China aside, America should continue to seek a modus vivendi with Russia over Ukraine and other issues of post-Soviet space; yet the crisis seems likely to simmer for some time, especially given Russia’s seemingly irrevocable annexation of Crimea. In the meantime, a more promising route to repairing and revitalizing relations may lie through Asia rather than Europe. Generally speaking, the sides have few outstanding differences in the Asia-Pacific and — as neighbors across the Bering Strait — they share an objective responsibility for regional security and stability. To this end, Russia and America would do well to reach a meeting of the minds on China, which threatens the Asian security interests of both, albeit in different ways. Russia should recognize that its desperate courtship of Beijing will diminish its independent influence and credibility as an Asian state, and — worse — cost it a measure of real sovereignty over its valuable eastern territories. America, for its part, should discard its remaining illusions about China’s “peaceful rise” and directly acknowledge Beijing’s threat to replace the United States as” security guarantor” for East Asia.[2] Eventually, Moscow and Washington will need each other’s help to manage China’s rise successfully and contain its regional ambitions. How or whether such cooperation can develop remains to be seen.

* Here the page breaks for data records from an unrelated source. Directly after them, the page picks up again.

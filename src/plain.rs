//! Plain, serde-friendly mirror of a [`Tree`].
//!
//! [`PlainTree`] and its children hold exactly what the model exposes,
//! including the derived `fullName` and `verb`, so a tree can be handed to any
//! serde format (JSON for a web page, for instance) and read back.
//!
//! ```rust
//! use actdef::parse;
//!
//! let tree = parse("order.create // New order\n    [qty=\"1\"] min=1").unwrap();
//! let plain = tree.to_plain_object();
//!
//! let record = &plain.records["order.create"];
//! assert_eq!(record.full_name, "order.create");
//! assert_eq!(record.sections["main"].fields["qty"].default_value.as_deref(), Some("1"));
//! ```

use crate::error::{Error, Result};
use crate::field::{AttributeValue, Field};
use crate::record::Record;
use crate::section::{Section, MAIN_SECTION};
use crate::tree::Tree;
use crate::verb::Verb;
use indexmap::IndexMap;
use serde::{Deserialize, Serialize, Serializer};

/// Plain form of a [`Tree`]: records keyed by full name.
#[derive(Clone, Debug, PartialEq, Default, Serialize, Deserialize)]
pub struct PlainTree {
    pub records: IndexMap<String, PlainRecord>,
}

/// Plain form of a [`Record`]. `full_name` and `verb` are derived and
/// ignored when rebuilding.
#[derive(Clone, Debug, PartialEq, Serialize, Deserialize)]
#[serde(rename_all = "camelCase")]
pub struct PlainRecord {
    #[serde(default)]
    pub full_name: String,
    pub entity_name: String,
    #[serde(default)]
    pub property_name: Option<String>,
    #[serde(default)]
    pub action_name: Option<String>,
    #[serde(default)]
    pub verb: Option<Verb>,
    #[serde(default)]
    pub description: Option<String>,
    #[serde(default)]
    pub sections: IndexMap<String, PlainSection>,
}

/// Plain form of a [`Section`].
#[derive(Clone, Debug, PartialEq, Serialize, Deserialize)]
pub struct PlainSection {
    pub name: String,
    #[serde(default)]
    pub fields: IndexMap<String, PlainField>,
}

/// Plain form of a [`Field`]. A `None` attribute value is a flag.
#[derive(Clone, Debug, PartialEq, Serialize, Deserialize)]
#[serde(rename_all = "camelCase")]
pub struct PlainField {
    pub name: String,
    #[serde(default)]
    pub is_optional: bool,
    #[serde(default)]
    pub default_value: Option<String>,
    #[serde(default)]
    pub attributes: IndexMap<String, Option<String>>,
    #[serde(default)]
    pub description: Option<String>,
}

impl From<&Field> for PlainField {
    fn from(field: &Field) -> Self {
        PlainField {
            name: field.name().to_string(),
            is_optional: field.is_optional(),
            default_value: field.default_value().map(str::to_string),
            attributes: field
                .attributes()
                .map(|(name, value)| (name.to_string(), value.map(str::to_string)))
                .collect(),
            description: field.description().map(str::to_string),
        }
    }
}

impl From<&Section> for PlainSection {
    fn from(section: &Section) -> Self {
        PlainSection {
            name: section.name().to_string(),
            fields: section
                .list_fields()
                .map(|field| (field.name().to_string(), PlainField::from(field)))
                .collect(),
        }
    }
}

impl From<&Record> for PlainRecord {
    fn from(record: &Record) -> Self {
        PlainRecord {
            full_name: record.full_name(),
            entity_name: record.entity_name().to_string(),
            property_name: record.property_name().map(str::to_string),
            action_name: record.action_name().map(str::to_string),
            verb: record.verb(),
            description: record.description().map(str::to_string),
            sections: record
                .list_sections()
                .map(|section| (section.name().to_string(), PlainSection::from(section)))
                .collect(),
        }
    }
}

impl TryFrom<PlainField> for Field {
    type Error = Error;

    fn try_from(plain: PlainField) -> Result<Self> {
        let mut field = if plain.is_optional {
            Field::optional(plain.name, plain.default_value.as_deref())?
        } else {
            Field::required(plain.name)?
        };
        for (name, value) in plain.attributes {
            field.set_attribute(name, AttributeValue(value));
        }
        field.set_description(plain.description.as_deref());
        Ok(field)
    }
}

impl TryFrom<PlainRecord> for Record {
    type Error = Error;

    /// Rebuilds a record. `full_name` and `verb` are ignored and derived
    /// again from the name parts.
    fn try_from(plain: PlainRecord) -> Result<Self> {
        let mut record = Record::new(
            &plain.entity_name,
            plain.property_name.as_deref(),
            plain.action_name.as_deref(),
        )?;
        record.set_description(plain.description.as_deref());

        for (_, section) in plain.sections {
            if section.name != MAIN_SECTION {
                record.add_section(&section.name)?;
            }
            for (_, field) in section.fields {
                record.add_field_to(&section.name, Field::try_from(field)?)?;
            }
        }
        Ok(record)
    }
}

impl Tree {
    /// Builds the plain mirror of this tree.
    #[must_use]
    pub fn to_plain_object(&self) -> PlainTree {
        PlainTree {
            records: self
                .list_records()
                .map(|record| (record.full_name(), PlainRecord::from(record)))
                .collect(),
        }
    }

    /// Rebuilds a tree from its plain mirror, re-checking every name and
    /// rejecting duplicates.
    pub fn from_plain_object(plain: PlainTree) -> Result<Tree> {
        let mut tree = Tree::new();
        for (_, record) in plain.records {
            tree.insert_record(Record::try_from(record)?)?;
        }
        Ok(tree)
    }
}

impl TryFrom<PlainTree> for Tree {
    type Error = Error;

    fn try_from(plain: PlainTree) -> Result<Self> {
        Tree::from_plain_object(plain)
    }
}

impl Serialize for Tree {
    fn serialize<S>(&self, serializer: S) -> std::result::Result<S::Ok, S::Error>
    where
        S: Serializer,
    {
        self.to_plain_object().serialize(serializer)
    }
}

impl<'de> Deserialize<'de> for Tree {
    fn deserialize<D>(deserializer: D) -> std::result::Result<Self, D::Error>
    where
        D: serde::Deserializer<'de>,
    {
        let plain = PlainTree::deserialize(deserializer)?;
        Tree::from_plain_object(plain).map_err(serde::de::Error::custom)
    }
}
//! String escaping shared by the serializer and the parser.
//!
//! Values (attribute values and defaults) are written inside double quotes
//! with backslash escapes. Descriptions follow `//` and use an entity form for
//! `"` and `&` so they stay readable. Both encodings are reversed on read.

/// Escapes a value for use inside a double-quoted string.
pub(crate) fn escape_value(value: &str) -> String {
    let mut out = String::with_capacity(value.len() + 2);
    for ch in value.chars() {
        match ch {
            '\\' => out.push_str("\\\\"),
            '"' => out.push_str("\\\""),
            '\'' => out.push_str("\\'"),
            '\n' => out.push_str("\\n"),
            _ => out.push(ch),
        }
    }
    out
}

/// Reverses [`escape_value`]. Unknown escapes are preserved literally.
pub(crate) fn unescape_value(raw: &str) -> String {
    let mut out = String::with_capacity(raw.len());
    let mut chars = raw.chars();
    while let Some(ch) = chars.next() {
        if ch != '\\' {
            out.push(ch);
            continue;
        }
        match chars.next() {
            Some('\\') => out.push('\\'),
            Some('"') => out.push('"'),
            Some('\'') => out.push('\''),
            Some('n') => out.push('\n'),
            Some(other) => {
                // Unknown escape - preserve literally (lenient parsing)
                out.push('\\');
                out.push(other);
            }
            None => out.push('\\'),
        }
    }
    out
}

pub(crate) fn escape_description(text: &str) -> String {
    let mut out = String::with_capacity(text.len());
    for ch in text.chars() {
        match ch {
            '&' => out.push_str("&amp;"),
            '"' => out.push_str("&quot;"),
            '\\' => out.push_str("\\\\"),
            '\n' => out.push_str("\\n"),
            _ => out.push(ch),
        }
    }
    out
}

pub(crate) fn unescape_description(raw: &str) -> String {
    let mut out = String::with_capacity(raw.len());
    let mut rest = raw;
    while let Some(ch) = rest.chars().next() {
        if let Some(tail) = rest.strip_prefix("&quot;") {
            out.push('"');
            rest = tail;
        } else if let Some(tail) = rest.strip_prefix("&amp;") {
            out.push('&');
            rest = tail;
        } else if let Some(tail) = rest.strip_prefix("\\n") {
            out.push('\n');
            rest = tail;
        } else if let Some(tail) = rest.strip_prefix("\\\\") {
            out.push('\\');
            rest = tail;
        } else {
            out.push(ch);
            rest = &rest[ch.len_utf8()..];
        }
    }
    out
}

[1] See Rensselaer Lee and Artyom Lukin, Russia’s Far East: New Dynamics in Asia-Pacific and Beyond (Boulder, CO: Lynne Rienner, 2015), pp. 243-245. A recent report by the International Institute of Strategic Studies edges toward a similar recommendation regarding Japan, though conditionally: “the US should not discourage Japan from pursuing normalization of relations with Russia, if Tokyo believes that could serve its strategic interests without compromising its commitments made in the context of the G-7.” IISS, “The US and Russia in the Asia-Pacific,” Washington, DC, March 2016, p. 17.

[2] IISS, “The US and Russia,” p. 5.